=== WHAT YOU HAVE TO DO ===
Could you return all of the listing below exactly, please?

=== EXERCISE DATA ===
..........
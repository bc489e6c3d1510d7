//! Config serialization to TOML
//!
//! Single source of truth for config file format.

use super::Config;

impl Config {
    /// Render this config as a commented TOML file
    pub fn to_toml(&self) -> String {
        format!(
            r#"# folio configuration

# Theme: Rose, Dark, Light, Nord, Terminal
theme = "{theme}"

# Terminals narrower than this get the mobile layout (menu toggle + dropdown)
compact_width = {compact_width}

# Scroll-into-view animation
[scroll]
smooth = {smooth}
frame_ms = {frame_ms}

# Feature flags
[features]
mouse = {mouse}
footer = {footer}

# Logging configuration (RUST_LOG env var overrides)
[logging]
level = "{log_level}"
# JSON file logging (in addition to the in-app buffer or stderr)
file_enabled = {log_file_enabled}
file_dir = "{log_file_dir}"
file_rotation = "{log_file_rotation}"  # hourly, daily, never
file_prefix = "{log_file_prefix}"
"#,
            theme = self.theme,
            compact_width = self.compact_width,
            smooth = self.scroll.smooth,
            frame_ms = self.scroll.frame_ms,
            mouse = self.features.mouse,
            footer = self.features.footer,
            log_level = self.logging.level,
            log_file_enabled = self.logging.file_enabled,
            log_file_dir = self.logging.file_dir.display().to_string().replace('\\', "/"),
            log_file_rotation = self.logging.file_rotation.as_str(),
            log_file_prefix = self.logging.file_prefix,
        )
    }
}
..........
=== THE ANSWER ===
repository bc489e6c3d1510d7
//! Config serialization to TOML
//!
//! Single source of truth for config file format.

use super::Config;

impl Config {
    /// Render this config as a commented TOML file
    pub fn to_toml(&self) -> String {
        format!(
            r#"# folio configuration

# Theme: Rose, Dark, Light, Nord, Terminal
theme = "{theme}"

# Terminals narrower than this get the mobile layout (menu toggle + dropdown)
compact_width = {compact_width}

# Scroll-into-view animation
[scroll]
smooth = {smooth}
frame_ms = {frame_ms}

# Feature flags
[features]
mouse = {mouse}
footer = {footer}

# Logging configuration (RUST_LOG env var overrides)
[logging]
level = "{log_level}"
# JSON file logging (in addition to the in-app buffer or stderr)
file_enabled = {log_file_enabled}
file_dir = "{log_file_dir}"
file_rotation = "{log_file_rotation}"  # hourly, daily, never
file_prefix = "{log_file_prefix}"
"#,
            theme = self.theme,
            compact_width = self.compact_width,
            smooth = self.scroll.smooth,
            frame_ms = self.scroll.frame_ms,
            mouse = self.features.mouse,
            footer = self.features.footer,
            log_level = self.logging.level,
            log_file_enabled = self.logging.file_enabled,
            log_file_dir = self.logging.file_dir.display().to_string().replace('\\', "/"),
            log_file_rotation = self.logging.file_rotation.as_str(),
            log_file_prefix = self.logging.file_prefix,
        )
    }
}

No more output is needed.